Il media statale cinese Xinhua News Agency ha lanciato il suo canale di notizie in lingua inglese il primo luglio 2009, e prima ancora, il Pcc aveva avviato diversi giornali in lingua inglese come News China, che è la versione inglese di China Newsweek, «un periodico sottoscritto dalla maggior parte delle ambasciate straniere in Cina e dalla maggior parte delle ambasciate cinesi all’estero». Il suo organo di amministrazione è il China News Service, di proprietà statale, che si rivolge principalmente ai cinesi all’estero e ai ‘connazionali’ di Hong Kong, Macao e Taiwan, come scritto dal suo sito ufficiale.

Alla fine di febbraio 2009, il China Daily, che fa anche parte del China Global Television Network (Cgtn), ha pianificato di creare la sua edizione per il Nord America e le corrispondenti redazioni in diversi luoghi, tra cui Washington Dc. Quando ha pubblicato i suoi annunci di reclutamento per giornalisti, molti candidati si sono presentati per fare domanda. Cgtn ha offerto uno stipendio molto interessante.

Come hanno scritto Louisa Lim e Julia Bergin sul The Guardian nel dicembre 2018, quando la Cgtn ha iniziato a reclutare giornalisti «per lavorare negli studi all’avanguardia [della Cgtn, ndt.] appositamente costruiti a Chiswick, un distretto di Londra, […] il team di reclutamento per la nuova sede londinese dell’emittente statale cinese ha avuto un problema invidiabile: troppi, troppi candidati. Quasi 6 mila persone si sono candidate per soli 90 posti vacanti per ‘riportare notizie da una prospettiva cinese’. Anche il semplice compito di leggere il mucchio di candidature richiederebbe quasi due mesi».
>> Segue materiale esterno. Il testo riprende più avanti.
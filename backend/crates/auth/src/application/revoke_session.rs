//! Revoke Session Use Case
//!
//! Explicitly invalidates the current session.

use std::sync::Arc;

use crate::application::config::AuthConfig;
use crate::application::token;
use crate::domain::repository::SessionRegistry;
use crate::error::AuthResult;

/// Revoke session use case
pub struct RevokeSessionUseCase<S>
where
    S: SessionRegistry,
{
    registry: Arc<S>,
    config: Arc<AuthConfig>,
}

impl<S> RevokeSessionUseCase<S>
where
    S: SessionRegistry,
{
    pub fn new(registry: Arc<S>, config: Arc<AuthConfig>) -> Self {
        Self { registry, config }
    }

    /// Revoke the session referenced by the token
    pub async fn execute(&self, session_token: &str) -> AuthResult<()> {
        let session_id = token::parse_session_token(&self.config.session_secret, session_token)?;
        self.registry.delete(session_id).await?;

        tracing::info!(session_id = %session_id, "Session revoked");
        Ok(())
    }
}
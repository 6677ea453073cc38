//! Rate Limiting Infrastructure
//!
//! Common rate limiting abstractions and a fixed-window in-memory store.

use std::collections::HashMap;
use std::sync::Arc;
use std::time::Duration;

use chrono::Utc;
use tokio::sync::Mutex;

/// Rate limit configuration
#[derive(Debug, Clone)]
pub struct RateLimitConfig {
    /// Maximum requests allowed in the window
    pub max_requests: u32,
    /// Time window duration
    pub window: Duration,
}

impl Default for RateLimitConfig {
    fn default() -> Self {
        Self {
            max_requests: 10,
            window: Duration::from_secs(60),
        }
    }
}

impl RateLimitConfig {
    pub fn new(max_requests: u32, window_secs: u64) -> Self {
        Self {
            max_requests,
            window: Duration::from_secs(window_secs),
        }
    }

    pub fn window_ms(&self) -> i64 {
        self.window.as_millis() as i64
    }
}

/// Rate limit check result
#[derive(Debug, Clone)]
pub struct RateLimitResult {
    pub allowed: bool,
    pub remaining: u32,
    pub reset_at_ms: i64,
}

/// Trait for rate limit storage backends
#[trait_variant::make(RateLimitStore: Send)]
pub trait LocalRateLimitStore {
    /// Check and increment rate limit counter
    async fn check_and_increment(
        &self,
        key: &str,
        config: &RateLimitConfig,
    ) -> Result<RateLimitResult, Box<dyn std::error::Error + Send + Sync>>;
}

/// Fixed-window counter for a single key
#[derive(Debug, Clone, Copy)]
struct Window {
    count: u32,
    started_at_ms: i64,
}

/// In-memory fixed-window rate limit store
///
/// Suitable for single-process deployments; counters are not shared
/// across instances.
#[derive(Clone, Default)]
pub struct MemoryRateLimitStore {
    windows: Arc<Mutex<HashMap<String, Window>>>,
}

impl MemoryRateLimitStore {
    pub fn new() -> Self {
        Self::default()
    }
}

impl RateLimitStore for MemoryRateLimitStore {
    async fn check_and_increment(
        &self,
        key: &str,
        config: &RateLimitConfig,
    ) -> Result<RateLimitResult, Box<dyn std::error::Error + Send + Sync>> {
        let now_ms = Utc::now().timestamp_millis();
        let window_ms = config.window_ms();

        let mut windows = self.windows.lock().await;

        // Drop counters whose window has passed so the map stays bounded
        windows.retain(|_, w| now_ms < w.started_at_ms + window_ms);

        let window = windows.entry(key.to_string()).or_insert(Window {
            count: 0,
            started_at_ms: now_ms,
        });

        let reset_at_ms = window.started_at_ms + window_ms;

        if window.count >= config.max_requests {
            return Ok(RateLimitResult {
                allowed: false,
                remaining: 0,
                reset_at_ms,
            });
        }

        window.count += 1;

        Ok(RateLimitResult {
            allowed: true,
            remaining: config.max_requests - window.count,
            reset_at_ms,
        })
    }
}
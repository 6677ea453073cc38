//! Master Secret Value Object
//!
//! The submitted master password, validated and held only for the
//! lifetime of a single authorization attempt.
//!
//! ## Security
//! - Implements `Zeroize` and `ZeroizeOnDrop`
//! - Does not implement `Clone` to prevent accidental copies
//! - Debug output is redacted

use std::fmt;

use unicode_normalization::UnicodeNormalization;
use zeroize::{Zeroize, ZeroizeOnDrop};

use crate::error::{AuthError, AuthResult};

/// Minimum master secret length in Unicode scalar values
pub const MIN_SECRET_LENGTH: usize = 8;

/// Maximum master secret length in Unicode scalar values
pub const MAX_SECRET_LENGTH: usize = 32;

/// Validated master secret from user input
///
/// Input is NFKC-normalized before validation so that visually identical
/// secrets typed on different platforms compare equal after hashing.
#[derive(Zeroize, ZeroizeOnDrop)]
pub struct MasterSecret(String);

impl MasterSecret {
    /// Create a new master secret with validation
    ///
    /// The only validation rule is the length constraint: the normalized
    /// secret must contain between [`MIN_SECRET_LENGTH`] and
    /// [`MAX_SECRET_LENGTH`] Unicode scalar values. Anything in range is
    /// accepted; a wrong-but-well-formed secret simply fails verification.
    pub fn new(raw: String) -> AuthResult<Self> {
        let normalized: String = raw.nfkc().collect();

        let char_count = normalized.chars().count();

        if char_count < MIN_SECRET_LENGTH {
            return Err(AuthError::SecretValidation(format!(
                "must be at least {} characters (got {})",
                MIN_SECRET_LENGTH, char_count
            )));
        }

        if char_count > MAX_SECRET_LENGTH {
            return Err(AuthError::SecretValidation(format!(
                "must be at most {} characters (got {})",
                MAX_SECRET_LENGTH, char_count
            )));
        }

        Ok(Self(normalized))
    }

    /// Get the secret as bytes for digest derivation
    pub fn as_bytes(&self) -> &[u8] {
        self.0.as_bytes()
    }
}

impl fmt::Debug for MasterSecret {
    fn fmt(&self, f: &mut fmt::Formatter<'_>) -> fmt::Result {
        f.debug_tuple("MasterSecret").field(&"[REDACTED]").finish()
    }
}
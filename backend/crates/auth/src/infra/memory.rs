//! In-Memory Registry Implementation
//!
//! Session storage for the single-process, single-operator deployment
//! model. Sessions do not survive a restart; the operator re-authorizes.

use std::collections::HashMap;
use std::sync::Arc;

use kernel::id::SessionId;
use tokio::sync::RwLock;

use crate::domain::entity::session::Session;
use crate::domain::repository::SessionRegistry;
use crate::error::{AuthError, AuthResult};

/// Memory-backed session registry
#[derive(Clone, Default)]
pub struct MemorySessionRegistry {
    sessions: Arc<RwLock<HashMap<SessionId, Session>>>,
}

impl MemorySessionRegistry {
    pub fn new() -> Self {
        Self::default()
    }
}

impl SessionRegistry for MemorySessionRegistry {
    async fn create(&self, session: &Session) -> AuthResult<()> {
        let mut sessions = self.sessions.write().await;

        // UUID v4 collisions are not expected; refuse rather than clobber
        if sessions.contains_key(&session.session_id) {
            return Err(AuthError::Internal(format!(
                "duplicate session id {}",
                session.session_id
            )));
        }

        sessions.insert(session.session_id, session.clone());
        Ok(())
    }

    async fn find_by_id(&self, session_id: SessionId) -> AuthResult<Option<Session>> {
        let sessions = self.sessions.read().await;
        Ok(sessions.get(&session_id).cloned())
    }

    async fn update(&self, session: &Session) -> AuthResult<()> {
        let mut sessions = self.sessions.write().await;
        sessions.insert(session.session_id, session.clone());
        Ok(())
    }

    async fn delete(&self, session_id: SessionId) -> AuthResult<()> {
        let mut sessions = self.sessions.write().await;
        sessions.remove(&session_id);
        Ok(())
    }

    async fn count(&self) -> AuthResult<usize> {
        let sessions = self.sessions.read().await;
        Ok(sessions.len())
    }

    async fn cleanup_expired(&self) -> AuthResult<u64> {
        let mut sessions = self.sessions.write().await;

        let before = sessions.len();
        sessions.retain(|_, session| !session.is_expired());
        let removed = (before - sessions.len()) as u64;

        if removed > 0 {
            tracing::debug!(sessions_deleted = removed, "Cleaned up expired sessions");
        }

        Ok(removed)
    }
}
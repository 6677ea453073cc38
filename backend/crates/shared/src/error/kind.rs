//! Error Kind - Classification of errors
//!
//! Defines the [`ErrorKind`] enum that maps to HTTP status codes.

use serde::Serialize;

/// Error classification mapped to HTTP status codes.
///
/// Each variant corresponds to an RFC 7231/9110 status code. Only the
/// classifications this system can actually emit are listed.
///
/// ## Examples
/// ```rust
/// use kernel::error::kind::ErrorKind;
///
/// let kind = ErrorKind::Unauthorized;
/// assert_eq!(kind.status_code(), 401);
/// assert_eq!(kind.as_str(), "Unauthorized");
/// ```
#[derive(Debug, Clone, Copy, PartialEq, Eq, Serialize)]
#[serde(rename_all = "SCREAMING_SNAKE_CASE")]
#[non_exhaustive]
pub enum ErrorKind {
    /// 400 - Bad Request: the request itself is malformed
    BadRequest,
    /// 401 - Unauthorized: authentication required or rejected
    Unauthorized,
    /// 403 - Forbidden: authenticated but not allowed
    Forbidden,
    /// 404 - Not Found: no such resource
    NotFound,
    /// 429 - Too Many Requests: rate limit exceeded
    TooManyRequests,
    /// 500 - Internal Server Error
    InternalServerError,
    /// 503 - Service Unavailable
    ServiceUnavailable,
}

impl ErrorKind {
    /// HTTP status code for this kind.
    #[inline]
    pub const fn status_code(&self) -> u16 {
        match self {
            ErrorKind::BadRequest => 400,
            ErrorKind::Unauthorized => 401,
            ErrorKind::Forbidden => 403,
            ErrorKind::NotFound => 404,
            ErrorKind::TooManyRequests => 429,
            ErrorKind::InternalServerError => 500,
            ErrorKind::ServiceUnavailable => 503,
        }
    }

    /// Standard reason phrase for this kind.
    #[inline]
    pub const fn as_str(&self) -> &'static str {
        match self {
            ErrorKind::BadRequest => "Bad Request",
            ErrorKind::Unauthorized => "Unauthorized",
            ErrorKind::Forbidden => "Forbidden",
            ErrorKind::NotFound => "Not Found",
            ErrorKind::TooManyRequests => "Too Many Requests",
            ErrorKind::InternalServerError => "Internal Server Error",
            ErrorKind::ServiceUnavailable => "Service Unavailable",
        }
    }

    /// 5xx errors return `true`. These should be logged.
    #[inline]
    pub const fn is_server_error(&self) -> bool {
        self.status_code() >= 500
    }

    /// 4xx errors return `true`.
    #[inline]
    pub const fn is_client_error(&self) -> bool {
        let code = self.status_code();
        code >= 400 && code < 500
    }
}

impl std::fmt::Display for ErrorKind {
    fn fmt(&self, f: &mut std::fmt::Formatter<'_>) -> std::fmt::Result {
        write!(f, "{}", self.as_str())
    }
}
Nel giornalismo globale, i media tradizionali hanno iniziato a declinare dal 2008. In un momento in cui i media occidentali sono costretti a tagliare budget e personale a causa dell’impatto sia dell’abbondanza di informazioni su Internet che della crisi finanziaria, la necessità della Cina di editor e giornalisti in tutte le lingue, sembra fornire ad alcuni giornalisti un’opportunità di lavoro apparentemente buona. Gli ottimi stipendi dei media esteri di Pechino sono sufficienti perché alcuni giornalisti occidentali chiudano un occhio sulla qustione etica e degli standard giornalistici, mentre promuovono la propaganda del Pcc.

Secondo un articolo pubblicato l’8 aprile dal The National Pulse, diversi membri dello staff del New York Times sono stati assunti dal China Daily, tra cui Jonah Kessel, direttore della fotografia; Diarmuid McDermott, redattore e designer dello staff; e Alex Marshall, un giornalista.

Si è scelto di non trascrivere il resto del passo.